Le classi 2R e 1F del Liceo Cassini hanno vissuto un’esperienza unica all’interno della prestigiosa Villa Nobel, partecipando al progetto di didattica innovativa “Adottiamo un Premio Nobel e Ciceroni a Villa Nobel”. L’iniziativa, curata dalle docenti Francesca Rotta Gentile, Chiara Cresto e Maria Cristina Romagna, ha trasformato gli studenti in veri protagonisti: guide museali e divulgatori culturali capaci di raccontare storia, scienza e letteratura con competenza e passione. Gli studenti della 2R, indirizzo linguistico russo, hanno accompagnato i visitatori tra le sale del museo, illustrando la vita di Alfred Nobel, le sue invenzioni e il valore del Premio Nobel.
A seguire, la classe 1F ha presentato alcune tra le più importanti figure italiane insignite del prestigioso riconoscimento: da Giosuè Carducci a Guglielmo Marconi, da Grazia Deledda a Luigi Pirandello, fino a Giorgio Parisi. Un percorso che ha dato voce ai protagonisti della cultura e della scienza italiana, evidenziando il contributo del nostro Paese al progresso globale. L’esperienza si è rivelata un’importante occasione di crescita personale e didattica, favorendo lo sviluppo di competenze comunicative, spirito di collaborazione e maggiore consapevolezza culturale.
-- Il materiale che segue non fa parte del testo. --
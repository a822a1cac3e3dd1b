//! Stepper axis configuration.
//!
//! Each axis is a step/direction stepper driver. `AxisConfig` carries the pin
//! pair, the conversion constants from inches to steps, the ramp time and the
//! operator direction codes. `AxisTable` holds exactly one config per axis and
//! is the `[axes]` section of `machine.toml`:
//!
//! ```toml
//! [axes.x]
//! direction_pin = 11
//! step_pin = 13
//! steps_per_revolution = 200
//! pitch_per_revolution = 4.0
//! ramp_time_seconds = 3.0
//! rpm = 200.0
//! positive_code = "r"
//! negative_code = "l"
//! ```

use crate::config::ConfigError;
use crate::consts::*;
use crate::hal::types::{Level, PinId};
use core::fmt;
use core::str::FromStr;
use serde::{Deserialize, Serialize};

// ─── AxisId ─────────────────────────────────────────────────────────

/// Machine axis identifier.
#[derive(Debug, Clone, Copy, PartialEq, Eq, Hash, Serialize, Deserialize)]
#[serde(rename_all = "lowercase")]
pub enum AxisId {
    /// Horizontal carriage.
    X,
    /// Vertical carriage.
    Y,
    /// Cutting head plunge.
    Z,
}

impl AxisId {
    /// All axes in table order.
    pub const ALL: [AxisId; 3] = [AxisId::X, AxisId::Y, AxisId::Z];
}

impl fmt::Display for AxisId {
    fn fmt(&self, f: &mut fmt::Formatter<'_>) -> fmt::Result {
        match self {
            Self::X => write!(f, "x"),
            Self::Y => write!(f, "y"),
            Self::Z => write!(f, "z"),
        }
    }
}

impl FromStr for AxisId {
    type Err = String;
    fn from_str(s: &str) -> Result<Self, Self::Err> {
        match s {
            "x" | "X" => Ok(Self::X),
            "y" | "Y" => Ok(Self::Y),
            "z" | "Z" => Ok(Self::Z),
            _ => Err(format!("unknown axis: {s:?}, expected x, y or z")),
        }
    }
}

// ─── Direction ──────────────────────────────────────────────────────

/// Travel direction along an axis.
///
/// Positive moves away from home: X right, Y down, Z lowers the head.
#[derive(Debug, Clone, Copy, PartialEq, Eq, Hash, Serialize, Deserialize)]
pub enum Direction {
    Positive,
    Negative,
}

impl Direction {
    /// Sign multiplier for position bookkeeping.
    #[inline]
    pub const fn sign(self) -> f64 {
        match self {
            Self::Positive => 1.0,
            Self::Negative => -1.0,
        }
    }
}

// ─── AxisConfig ─────────────────────────────────────────────────────

/// Static configuration of one stepper axis. Immutable after load.
#[derive(Debug, Clone, PartialEq)]
pub struct AxisConfig {
    /// Axis this entry belongs to.
    pub id: AxisId,
    /// Direction input of the stepper driver.
    pub direction_pin: PinId,
    /// Step input of the stepper driver.
    pub step_pin: PinId,
    /// Steps per motor revolution (including microstepping).
    pub steps_per_revolution: u32,
    /// Motor revolutions per inch of carriage travel.
    pub pitch_per_revolution: f64,
    /// Nominal duration of the acceleration ramp.
    pub ramp_time_seconds: f64,
    /// Default travel speed.
    pub rpm: f64,
    /// Direction pin level for `Direction::Positive`.
    pub positive_level: Level,
    /// Operator code for `Direction::Positive` (e.g. "r" for right).
    pub positive_code: String,
    /// Operator code for `Direction::Negative` (e.g. "l" for left).
    pub negative_code: String,
}

impl AxisConfig {
    /// Factory configuration of the X carriage.
    pub fn default_x() -> Self {
        Self::from_settings(AxisId::X, AxisSettings::default_x())
    }

    /// Factory configuration of the Y carriage.
    pub fn default_y() -> Self {
        Self::from_settings(AxisId::Y, AxisSettings::default_y())
    }

    /// Factory configuration of the cutting head.
    pub fn default_z() -> Self {
        Self::from_settings(AxisId::Z, AxisSettings::default_z())
    }

    /// Direction pin level for a travel direction.
    #[inline]
    pub fn level_for(&self, direction: Direction) -> Level {
        match direction {
            Direction::Positive => self.positive_level,
            Direction::Negative => self.positive_level.inverse(),
        }
    }

    /// Resolve an operator direction code (case-insensitive).
    pub fn direction_for_code(&self, code: &str) -> Option<Direction> {
        if code.eq_ignore_ascii_case(&self.positive_code) {
            Some(Direction::Positive)
        } else if code.eq_ignore_ascii_case(&self.negative_code) {
            Some(Direction::Negative)
        } else {
            None
        }
    }

    /// Validate conversion constants, pins and direction codes.
    pub fn validate(&self) -> Result<(), ConfigError> {
        let axis = self.id;
        if self.steps_per_revolution == 0 {
            return Err(ConfigError::ValidationError(format!(
                "axis {axis}: steps_per_revolution must be greater than 0"
            )));
        }
        if !(self.pitch_per_revolution.is_finite() && self.pitch_per_revolution > 0.0) {
            return Err(ConfigError::ValidationError(format!(
                "axis {axis}: pitch_per_revolution must be a positive number, got {}",
                self.pitch_per_revolution
            )));
        }
        if !(self.ramp_time_seconds.is_finite() && self.ramp_time_seconds >= 0.0) {
            return Err(ConfigError::ValidationError(format!(
                "axis {axis}: ramp_time_seconds must be >= 0, got {}",
                self.ramp_time_seconds
            )));
        }
        if !(self.rpm.is_finite() && self.rpm > 0.0) {
            return Err(ConfigError::ValidationError(format!(
                "axis {axis}: rpm must be a positive number, got {}",
                self.rpm
            )));
        }
        if self.direction_pin == self.step_pin {
            return Err(ConfigError::ValidationError(format!(
                "axis {axis}: direction_pin and step_pin are both {}",
                self.step_pin
            )));
        }
        if self.positive_code.is_empty() || self.negative_code.is_empty() {
            return Err(ConfigError::ValidationError(format!(
                "axis {axis}: direction codes cannot be empty"
            )));
        }
        if self.positive_code.eq_ignore_ascii_case(&self.negative_code) {
            return Err(ConfigError::ValidationError(format!(
                "axis {axis}: positive_code and negative_code are both {:?}",
                self.positive_code
            )));
        }
        Ok(())
    }

    fn from_settings(id: AxisId, s: AxisSettings) -> Self {
        Self {
            id,
            direction_pin: s.direction_pin,
            step_pin: s.step_pin,
            steps_per_revolution: s.steps_per_revolution,
            pitch_per_revolution: s.pitch_per_revolution,
            ramp_time_seconds: s.ramp_time_seconds,
            rpm: s.rpm,
            positive_level: s.positive_level,
            positive_code: s.positive_code,
            negative_code: s.negative_code,
        }
    }
}

/// On-disk form of an axis entry; the id comes from the table key.
#[derive(Debug, Clone, Serialize, Deserialize)]
#[serde(deny_unknown_fields)]
struct AxisSettings {
    direction_pin: PinId,
    step_pin: PinId,
    steps_per_revolution: u32,
    pitch_per_revolution: f64,
    ramp_time_seconds: f64,
    rpm: f64,
    #[serde(default = "default_positive_level")]
    positive_level: Level,
    positive_code: String,
    negative_code: String,
}

fn default_positive_level() -> Level {
    Level::High
}

impl AxisSettings {
    fn default_x() -> Self {
        Self {
            direction_pin: X_DIR_PIN,
            step_pin: X_STEP_PIN,
            steps_per_revolution: X_STEPS_PER_REV,
            pitch_per_revolution: X_PITCH,
            ramp_time_seconds: X_RAMP_TIME,
            rpm: X_RPM,
            positive_level: Level::High,
            positive_code: "r".to_string(),
            negative_code: "l".to_string(),
        }
    }

    fn default_y() -> Self {
        Self {
            direction_pin: Y_DIR_PIN,
            step_pin: Y_STEP_PIN,
            steps_per_revolution: Y_STEPS_PER_REV,
            pitch_per_revolution: Y_PITCH,
            ramp_time_seconds: Y_RAMP_TIME,
            rpm: Y_RPM,
            positive_level: Level::High,
            positive_code: "d".to_string(),
            negative_code: "u".to_string(),
        }
    }

    fn default_z() -> Self {
        Self {
            direction_pin: Z_DIR_PIN,
            step_pin: Z_STEP_PIN,
            steps_per_revolution: Z_STEPS_PER_REV,
            pitch_per_revolution: Z_PITCH,
            ramp_time_seconds: Z_RAMP_TIME,
            rpm: Z_RPM,
            positive_level: Level::High,
            positive_code: "i".to_string(),
            negative_code: "o".to_string(),
        }
    }
}

impl From<AxisConfig> for AxisSettings {
    fn from(c: AxisConfig) -> Self {
        Self {
            direction_pin: c.direction_pin,
            step_pin: c.step_pin,
            steps_per_revolution: c.steps_per_revolution,
            pitch_per_revolution: c.pitch_per_revolution,
            ramp_time_seconds: c.ramp_time_seconds,
            rpm: c.rpm,
            positive_level: c.positive_level,
            positive_code: c.positive_code,
            negative_code: c.negative_code,
        }
    }
}

// ─── AxisTable ──────────────────────────────────────────────────────

/// One configuration per axis.
#[derive(Debug, Clone, PartialEq, Serialize, Deserialize)]
#[serde(from = "AxisTableFile", into = "AxisTableFile")]
pub struct AxisTable {
    x: AxisConfig,
    y: AxisConfig,
    z: AxisConfig,
}

impl AxisTable {
    /// Build a table from three configs; ids are taken from the slots.
    pub fn new(mut x: AxisConfig, mut y: AxisConfig, mut z: AxisConfig) -> Self {
        x.id = AxisId::X;
        y.id = AxisId::Y;
        z.id = AxisId::Z;
        Self { x, y, z }
    }

    /// Configuration of one axis.
    #[inline]
    pub fn get(&self, id: AxisId) -> &AxisConfig {
        match id {
            AxisId::X => &self.x,
            AxisId::Y => &self.y,
            AxisId::Z => &self.z,
        }
    }

    /// Iterate in X, Y, Z order.
    pub fn iter(&self) -> impl Iterator<Item = &AxisConfig> {
        [&self.x, &self.y, &self.z].into_iter()
    }

    /// Validate every axis.
    pub fn validate(&self) -> Result<(), ConfigError> {
        self.iter().try_for_each(AxisConfig::validate)
    }
}

impl Default for AxisTable {
    fn default() -> Self {
        Self::new(
            AxisConfig::default_x(),
            AxisConfig::default_y(),
            AxisConfig::default_z(),
        )
    }
}

#[derive(Debug, Clone, Serialize, Deserialize)]
#[serde(deny_unknown_fields)]
struct AxisTableFile {
    #[serde(default = "AxisSettings::default_x")]
    x: AxisSettings,
    #[serde(default = "AxisSettings::default_y")]
    y: AxisSettings,
    #[serde(default = "AxisSettings::default_z")]
    z: AxisSettings,
}

impl From<AxisTableFile> for AxisTable {
    fn from(file: AxisTableFile) -> Self {
        Self {
            x: AxisConfig::from_settings(AxisId::X, file.x),
            y: AxisConfig::from_settings(AxisId::Y, file.y),
            z: AxisConfig::from_settings(AxisId::Z, file.z),
        }
    }
}

impl From<AxisTable> for AxisTableFile {
    fn from(table: AxisTable) -> Self {
        Self {
            x: table.x.into(),
            y: table.y.into(),
            z: table.z.into(),
        }
    }
}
A conclusione della mattinata, gli studenti hanno ricevuto gli attestati simbolici “Sei tu il Premio Nobel”, consegnati dal Console Onorario di Svezia Gianmaria Leto e dalla Dirigente Scolastica Mara Ferrero, come riconoscimento per impegno, curiosità e passione.
Significative le parole degli studenti coinvolti:
“È stata un’attività educativa ma anche piacevole, che ci ha fatto scoprire aspetti storici e culturali poco conosciuti” (Fabiana, 2R).
“Il progetto ci ha aiutato a lavorare insieme e a esprimerci in modo creativo” (Federica, 2R).
“Abbiamo capito che si può imparare anche al di fuori della scuola” (Benedetta, 1F).
“È stato coinvolgente conoscere meglio la figura di Alfred Nobel” (Alice, 2R).
“Ci ha aiutati a essere più sicuri nel parlare in pubblico” (Silvia Dabzhynskaya, 1F).
“Un’esperienza che ci ha motivati a impegnarci nelle nostre passioni” (Emma Sofia Lulja, 1F).
Grande soddisfazione è stata espressa anche dalle famiglie, che hanno riconosciuto nel progetto un esempio concreto di didattica innovativa capace di unire apprendimento e coinvolgimento attivo.